Pour rappel, la subvention accordée par la CTM à cette production a déclenché une certaine polémique, à la Martinique. (Janine Bailly)

Ci-dessous, quelques extraits d’une longue interview donnée au site  Kariculture, le 25 juillet 2020, par Sarah Malléon

Le choix d’un métier : C’est une vocation. À neuf ans, j’ai vu La légende du Cavalier sans Tête à l’Olympia à Fort-de-France. J’ai trouvé ce film incroyable : l’histoire, le jeu, j’ai eu peur, j’ai rigolé… Toute l’émotion que j’ai ressentie en voyant un film, j’ai eu envie de la redonner. Je me suis promis que, plus grande, j’écrirais des films. Plus tard, quand j’ai eu douze ans, j’ai vu Rue Cases-Nègres et j’ai pensé : « Si Euzhan Palcy a pu le faire, c’est que c’est possible ».

Des influences : Mes influences sont multiples, ce sont celles de tout le monde. Du coup, je ne cherche pas à faire des films élitistes. Je fais des films qui fédèrent, qui sont abordables par des gens de différents milieux, de différents horizons. Pour moi, un film peut être imparfait mais si la personne y a mis du coeur, ses tripes, ça me fait entrer dedans et ça me touche. J’essaie de faire mes films dans cette optique.

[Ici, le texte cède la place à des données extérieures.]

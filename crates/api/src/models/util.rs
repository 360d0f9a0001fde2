use serde::{Deserialize, Deserializer, Serializer};
use std::sync::Arc;

pub mod serde_arc_str {
    use super::*;

    pub fn serialize<S>(arc: &Arc<str>, serializer: S) -> Result<S::Ok, S::Error>
    where
        S: Serializer,
    {
        serializer.serialize_str(arc)
    }

    pub fn deserialize<'de, D>(deserializer: D) -> Result<Arc<str>, D::Error>
    where
        D: Deserializer<'de>,
    {
        let s = String::deserialize(deserializer)?;
        Ok(Arc::from(s.as_str()))
    }
}

/// Collapse every run of whitespace into a single space and trim the ends.
pub fn collapse_whitespace(text: &str) -> String {
    text.split_whitespace().collect::<Vec<_>>().join(" ")
}
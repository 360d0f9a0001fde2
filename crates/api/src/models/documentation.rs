use super::entity::EntityId;
use schemars::JsonSchema;
use serde::{Deserialize, Serialize};

/// Which part of a comment a cross-reference was found in.
#[derive(Serialize, Deserialize, Debug, Clone, PartialEq, Eq, Hash, JsonSchema)]
#[serde(tag = "section", content = "name", rename_all = "snake_case")]
pub enum DocSection {
    Abstract,
    Discussion,
    Parameter(String),
    Returns,
    SeeAlso,
    Deprecated,
    Availability,
    Note,
    Exception(String),
}

#[derive(Serialize, Deserialize, Debug, Clone, Copy, PartialEq, Eq, Hash, JsonSchema)]
#[serde(rename_all = "snake_case")]
pub enum RefStyle {
    /// `[Foo]`, `[Foo bar:]`, `-[Foo bar]`
    Bracketed,
    /// `` `Foo` ``
    Backtick,
    /// `Foo(Bar)` written directly in prose.
    Inline,
    /// Operand of a see-also marker.
    SeeAlso,
}

/// A symbol mention inside a comment, resolved after every file is built.
#[derive(Serialize, Deserialize, Debug, Clone, PartialEq, Eq, Hash, JsonSchema)]
pub struct CrossRef {
    /// Text exactly as written, delimiters included.
    pub literal: String,
    /// Normalized symbol text used for lookup (`Foo`, `Foo(Bar)`, `-[Foo bar:]`, `bar:`).
    pub token: String,
    pub section: DocSection,
    pub style: RefStyle,
    pub target: Option<EntityId>,
}

impl CrossRef {
    pub fn is_resolved(&self) -> bool {
        self.target.is_some()
    }
}

/// A run of documentation prose plus the references found in it.
#[derive(Serialize, Deserialize, Debug, Clone, Default, PartialEq, Eq, JsonSchema)]
pub struct DocText {
    pub text: String,
    pub refs: Vec<CrossRef>,
}

impl DocText {
    pub fn new(text: impl Into<String>) -> Self {
        Self {
            text: text.into(),
            refs: Vec::new(),
        }
    }

    pub fn is_empty(&self) -> bool {
        self.text.trim().is_empty()
    }
}

#[derive(Serialize, Deserialize, Debug, Clone, PartialEq, Eq, JsonSchema)]
pub struct ParamDoc {
    pub name: String,
    pub description: DocText,
}

#[derive(Serialize, Deserialize, Debug, Clone, Copy, PartialEq, Eq, Hash, JsonSchema)]
#[serde(rename_all = "lowercase")]
pub enum NoteKind {
    Warning,
    Bug,
    Note,
    Important,
}

#[derive(Serialize, Deserialize, Debug, Clone, PartialEq, Eq, JsonSchema)]
pub struct Note {
    pub kind: NoteKind,
    pub text: DocText,
}

#[derive(Serialize, Deserialize, Debug, Clone, PartialEq, Eq, JsonSchema)]
pub struct ExceptionDoc {
    pub name: String,
    pub description: DocText,
}

/// Structured documentation of one entity.
#[derive(Serialize, Deserialize, Debug, Clone, Default, PartialEq, Eq, JsonSchema)]
pub struct Documentation {
    #[serde(rename = "abstract")]
    pub abstract_text: Option<DocText>,
    pub discussion: Option<DocText>,
    pub params: Vec<ParamDoc>,
    pub returns: Option<DocText>,
    pub see_also: Vec<CrossRef>,
    pub deprecated: Option<DocText>,
    pub availability: Option<DocText>,
    pub notes: Vec<Note>,
    pub exceptions: Vec<ExceptionDoc>,
}

fn fill(slot: &mut Option<DocText>, other: &Option<DocText>) {
    let missing = slot.as_ref().is_none_or(DocText::is_empty);
    if missing {
        if let Some(text) = other.as_ref().filter(|t| !t.is_empty()) {
            *slot = Some(text.clone());
        }
    }
}

impl Documentation {
    pub fn is_empty(&self) -> bool {
        self.abstract_text.as_ref().is_none_or(DocText::is_empty)
            && self.discussion.as_ref().is_none_or(DocText::is_empty)
            && self.params.is_empty()
            && self.returns.as_ref().is_none_or(DocText::is_empty)
            && self.see_also.is_empty()
            && self.deprecated.is_none()
            && self.availability.as_ref().is_none_or(DocText::is_empty)
            && self.notes.is_empty()
            && self.exceptions.is_empty()
    }

    pub fn is_deprecated(&self) -> bool {
        self.deprecated.is_some()
    }

    pub fn abstract_str(&self) -> Option<&str> {
        self.abstract_text.as_ref().map(|t| t.text.as_str())
    }

    pub fn discussion_str(&self) -> Option<&str> {
        self.discussion.as_ref().map(|t| t.text.as_str())
    }

    pub fn param(&self, name: &str) -> Option<&ParamDoc> {
        self.params.iter().find(|p| p.name == name)
    }

    /// Merge another sighting's documentation into this one.
    ///
    /// Each section keeps the first non-empty value; later sightings only
    /// fill sections that are still empty. Parameters and exceptions are
    /// filled per name, see-also entries per token.
    pub fn fill_gaps_from(&mut self, other: &Documentation) {
        fill(&mut self.abstract_text, &other.abstract_text);
        fill(&mut self.discussion, &other.discussion);
        fill(&mut self.returns, &other.returns);
        fill(&mut self.availability, &other.availability);
        if self.deprecated.is_none() {
            self.deprecated = other.deprecated.clone();
        }

        for param in &other.params {
            if self.param(&param.name).is_none() {
                self.params.push(param.clone());
            }
        }
        for exception in &other.exceptions {
            if !self.exceptions.iter().any(|e| e.name == exception.name) {
                self.exceptions.push(exception.clone());
            }
        }
        for see in &other.see_also {
            if !self.see_also.iter().any(|s| s.token == see.token) {
                self.see_also.push(see.clone());
            }
        }
        if self.notes.is_empty() {
            self.notes = other.notes.clone();
        }
    }

    /// Every cross-reference, in section order.
    pub fn cross_refs(&self) -> Vec<&CrossRef> {
        let mut refs = Vec::new();
        let texts = self
            .abstract_text
            .iter()
            .chain(self.discussion.iter())
            .chain(self.params.iter().map(|p| &p.description))
            .chain(self.returns.iter())
            .chain(self.deprecated.iter())
            .chain(self.availability.iter())
            .chain(self.notes.iter().map(|n| &n.text))
            .chain(self.exceptions.iter().map(|e| &e.description));
        for text in texts {
            refs.extend(text.refs.iter());
        }
        refs.extend(self.see_also.iter());
        refs
    }

    /// Mutable access to every cross-reference, in the same order as [`Self::cross_refs`].
    pub fn cross_refs_mut(&mut self) -> Vec<&mut CrossRef> {
        let mut refs = Vec::new();
        let texts = self
            .abstract_text
            .iter_mut()
            .chain(self.discussion.iter_mut())
            .chain(self.params.iter_mut().map(|p| &mut p.description))
            .chain(self.returns.iter_mut())
            .chain(self.deprecated.iter_mut())
            .chain(self.availability.iter_mut())
            .chain(self.notes.iter_mut().map(|n| &mut n.text))
            .chain(self.exceptions.iter_mut().map(|e| &mut e.description));
        for text in texts {
            refs.extend(text.refs.iter_mut());
        }
        refs.extend(self.see_also.iter_mut());
        refs
    }
}

#[cfg(test)]
mod tests {
    use super::*;

    fn doc(abstract_text: &str) -> Documentation {
        Documentation {
            abstract_text: Some(DocText::new(abstract_text)),
            ..Default::default()
        }
    }

    #[test]
    fn test_first_non_empty_section_wins() {
        let mut first = doc("First.");
        let mut second = doc("Second.");
        second.discussion = Some(DocText::new("Only here."));

        first.fill_gaps_from(&second);

        assert_eq!(first.abstract_str(), Some("First."));
        assert_eq!(first.discussion_str(), Some("Only here."));
    }

    #[test]
    fn test_empty_abstract_is_filled() {
        let mut first = Documentation {
            abstract_text: Some(DocText::new("   ")),
            ..Default::default()
        };
        first.fill_gaps_from(&doc("Filled."));
        assert_eq!(first.abstract_str(), Some("Filled."));
    }

    #[test]
    fn test_params_fill_per_name() {
        let mut first = Documentation {
            params: vec![ParamDoc {
                name: "a".into(),
                description: DocText::new("from first"),
            }],
            ..Default::default()
        };
        let second = Documentation {
            params: vec![
                ParamDoc {
                    name: "a".into(),
                    description: DocText::new("from second"),
                },
                ParamDoc {
                    name: "b".into(),
                    description: DocText::new("b text"),
                },
            ],
            ..Default::default()
        };

        first.fill_gaps_from(&second);

        assert_eq!(first.params.len(), 2);
        assert_eq!(first.param("a").unwrap().description.text, "from first");
        assert_eq!(first.param("b").unwrap().description.text, "b text");
    }

    #[test]
    fn test_cross_refs_cover_all_sections() {
        let make_ref = |token: &str, section: DocSection| CrossRef {
            literal: format!("[{token}]"),
            token: token.to_string(),
            section,
            style: RefStyle::Bracketed,
            target: None,
        };
        let mut documentation = Documentation {
            abstract_text: Some(DocText {
                text: "Uses [Foo].".into(),
                refs: vec![make_ref("Foo", DocSection::Abstract)],
            }),
            see_also: vec![make_ref("Bar", DocSection::SeeAlso)],
            ..Default::default()
        };

        assert_eq!(documentation.cross_refs().len(), 2);
        for r in documentation.cross_refs_mut() {
            r.target = Some(EntityId(7));
        }
        assert!(documentation.cross_refs().iter().all(|r| r.is_resolved()));
    }
}
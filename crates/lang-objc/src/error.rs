use thiserror::Error;

#[derive(Error, Debug)]
pub enum ObjcError {
    #[error("Grammar is incompatible with the parser: {0}")]
    Language(String),
    #[error("Invalid query: {0}")]
    Query(String),
    #[error("Capture name '{0}' not found in SCM")]
    MissingCapture(String),
    #[error("Parser produced no tree")]
    NoTree,
}

pub type Result<T> = std::result::Result<T, ObjcError>;
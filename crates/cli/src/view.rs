use docscope_api::models::{Diagnostic, EntityKind, Severity};
use docscope_core::model::HierarchyNode;
use docscope_core::SymbolTable;
use nu_ansi_term::Color;
use tabled::Tabled;

/// One row of the per-kind summary table.
#[derive(Tabled)]
pub struct KindCountView {
    pub kind: String,
    pub count: usize,
    pub documented: usize,
}

impl KindCountView {
    pub fn rows(table: &SymbolTable) -> Vec<Self> {
        table
            .count_by_kind()
            .into_iter()
            .map(|(kind, count)| Self {
                kind: kind.to_string(),
                count,
                documented: documented(table, kind),
            })
            .collect()
    }
}

fn documented(table: &SymbolTable, kind: EntityKind) -> usize {
    table
        .iter_kind(kind)
        .filter(|e| !e.documentation().is_empty())
        .count()
}

pub fn render_diagnostic(diagnostic: &Diagnostic) -> String {
    let (color, label) = match diagnostic.severity {
        Severity::Error => (Color::Red, "error"),
        Severity::Warning => (Color::Yellow, "warning"),
    };
    let head = color.bold().paint(format!("{label}[{}]", diagnostic.kind));
    match &diagnostic.location {
        Some(loc) => format!("{} {head}: {}", Color::LightGray.paint(loc.to_string()), diagnostic.message),
        None => format!("{head}: {}", diagnostic.message),
    }
}

/// Indented tree lines, two spaces per level.
pub fn render_hierarchy(forest: &[HierarchyNode]) -> Vec<String> {
    let mut lines = Vec::new();
    for node in forest {
        push_node(node, 0, &mut lines);
    }
    lines
}

fn push_node(node: &HierarchyNode, depth: usize, lines: &mut Vec<String>) {
    lines.push(format!("{}{}", "  ".repeat(depth), node.name));
    for child in &node.children {
        push_node(child, depth + 1, lines);
    }
}
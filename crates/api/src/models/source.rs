use super::declaration::Declaration;
use super::diagnostic::Diagnostic;
use super::location::SourceLocation;
use crate::error::{ApiError, ApiResult};
use schemars::JsonSchema;
use serde::{Deserialize, Serialize};
use std::sync::Arc;

/// One (file identifier, raw text) pair handed to the core.
#[derive(Debug, Clone)]
pub struct SourceInput {
    pub file: Arc<str>,
    pub text: String,
}

impl SourceInput {
    pub fn new(file: impl Into<Arc<str>>, text: impl Into<String>) -> Self {
        Self {
            file: file.into(),
            text: text.into(),
        }
    }

    /// Build an input from raw bytes, rejecting anything that is not UTF-8.
    pub fn from_bytes(file: impl Into<Arc<str>>, bytes: Vec<u8>) -> ApiResult<Self> {
        let file = file.into();
        match String::from_utf8(bytes) {
            Ok(text) => Ok(Self { file, text }),
            Err(e) => Err(ApiError::InvalidEncoding {
                file: file.to_string(),
                reason: e.utf8_error().to_string(),
            }),
        }
    }
}

#[derive(Serialize, Deserialize, Debug, Clone, Copy, PartialEq, Eq, JsonSchema)]
#[serde(rename_all = "lowercase")]
pub enum CommentStyle {
    /// `/** ... */` or `/*! ... */`
    Block,
    /// A run of `///` or `//!` lines
    Line,
}

#[derive(Serialize, Deserialize, Debug, Clone, Copy, PartialEq, Eq, JsonSchema)]
#[serde(rename_all = "snake_case")]
pub enum CommentPlacement {
    /// Starts a line; candidate to lead the next declaration.
    Leading,
    /// Code precedes it on the same line.
    SameLine,
    /// Written as `/**<` or `///<`.
    ExplicitTrailing,
}

/// A documentation comment with its delimiters stripped.
#[derive(Serialize, Deserialize, Debug, Clone, PartialEq, JsonSchema)]
pub struct CommentBlock {
    pub text: String,
    pub location: SourceLocation,
    pub blank_lines_before: usize,
    pub style: CommentStyle,
    pub placement: CommentPlacement,
}

impl CommentBlock {
    pub fn is_trailing(&self) -> bool {
        self.placement != CommentPlacement::Leading
    }
}

/// Position of one scanned element in source order.
#[derive(Serialize, Deserialize, Debug, Clone, Copy, PartialEq, Eq, JsonSchema)]
#[serde(tag = "item", rename_all = "lowercase")]
pub enum SourceItem {
    Declaration { index: usize },
    Comment { index: usize },
    /// Anything else; breaks comment adjacency.
    Code { line: usize },
}

/// Scanned form of one file. Immutable once the scanner hands it over.
#[derive(Serialize, Deserialize, Debug, Clone, JsonSchema)]
pub struct SourceUnit {
    #[serde(with = "crate::models::util::serde_arc_str")]
    #[schemars(with = "String")]
    pub file: Arc<str>,
    pub declarations: Vec<Declaration>,
    pub comments: Vec<CommentBlock>,
    pub items: Vec<SourceItem>,
}

impl SourceUnit {
    pub fn new(file: Arc<str>) -> Self {
        Self {
            file,
            declarations: Vec::new(),
            comments: Vec::new(),
            items: Vec::new(),
        }
    }
}

#[derive(Debug, Clone)]
pub struct ScanOutput {
    pub unit: SourceUnit,
    pub diagnostics: Vec<Diagnostic>,
}

/// Comment text attached to a declaration by the associator.
#[derive(Serialize, Deserialize, Debug, Clone, PartialEq, JsonSchema)]
pub struct AttachedComment {
    pub text: String,
    pub location: SourceLocation,
}

#[derive(Debug, Clone)]
pub struct AssociatedDeclaration {
    pub declaration: Declaration,
    /// Leading comment blocks, concatenated in source order.
    pub comment: Option<AttachedComment>,
    /// Same-line comment after the declaration.
    pub trailing: Option<AttachedComment>,
    /// Same-line comments after individual arguments, keyed by argument index.
    pub argument_comments: Vec<(usize, AttachedComment)>,
}

impl AssociatedDeclaration {
    pub fn undocumented(declaration: Declaration) -> Self {
        Self {
            declaration,
            comment: None,
            trailing: None,
            argument_comments: Vec::new(),
        }
    }
}

/// Declarations of one unit in source order, with their comments.
#[derive(Debug, Clone)]
pub struct AssociationOutput {
    pub file: Arc<str>,
    pub declarations: Vec<AssociatedDeclaration>,
    pub diagnostics: Vec<Diagnostic>,
}
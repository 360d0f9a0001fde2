pub mod error;
pub mod frontend;
pub mod models;

// Re-export commonly used types
pub use error::{ApiError, ApiResult};
pub use frontend::{AssociationConfig, LanguageFrontend};
pub use models::*;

Des histoires à découvrir, à exhumer, à raconter :  Tous mes films se passent en Martinique, ou mettent en scène des Antillais. Au collège, on a voulu nous apprendre à faire des recherches. Alors que je feuilletais un bouquin à la bibliothèque du Lamentin, je suis tombée sur un paragraphe titré “An tan Robè” (…) J’ai découvert que la Résistance, ce n’était pas juste Jean Moulin … À l’appel du général de Gaulle, des hommes et des femmes martiniquais se sont engagés pour aller libérer la France. Personne ne m’avait dit que des gens proches de moi étaient allés se battre et faisaient partie de ce beau récit de la République française. On les avait maltraités, puis oubliés. À l’époque, Euzhan Palcy n’avait pas encore fait son documentaire, et les dissidents n’avaient pas encore reçu de médaille. Je me suis dit qu’on se moquait de nous, qu’on nous racontait l’histoire qu’on voulait nous raconter. Alors, comme Aimé Césaire, “bouche de ceux qui n’ont point de bouche”, je me suis promis d’écrire les histoires de ces gens-là. Les histoires qui n’ont jamais été racontées. C’est ma colère de cinéaste…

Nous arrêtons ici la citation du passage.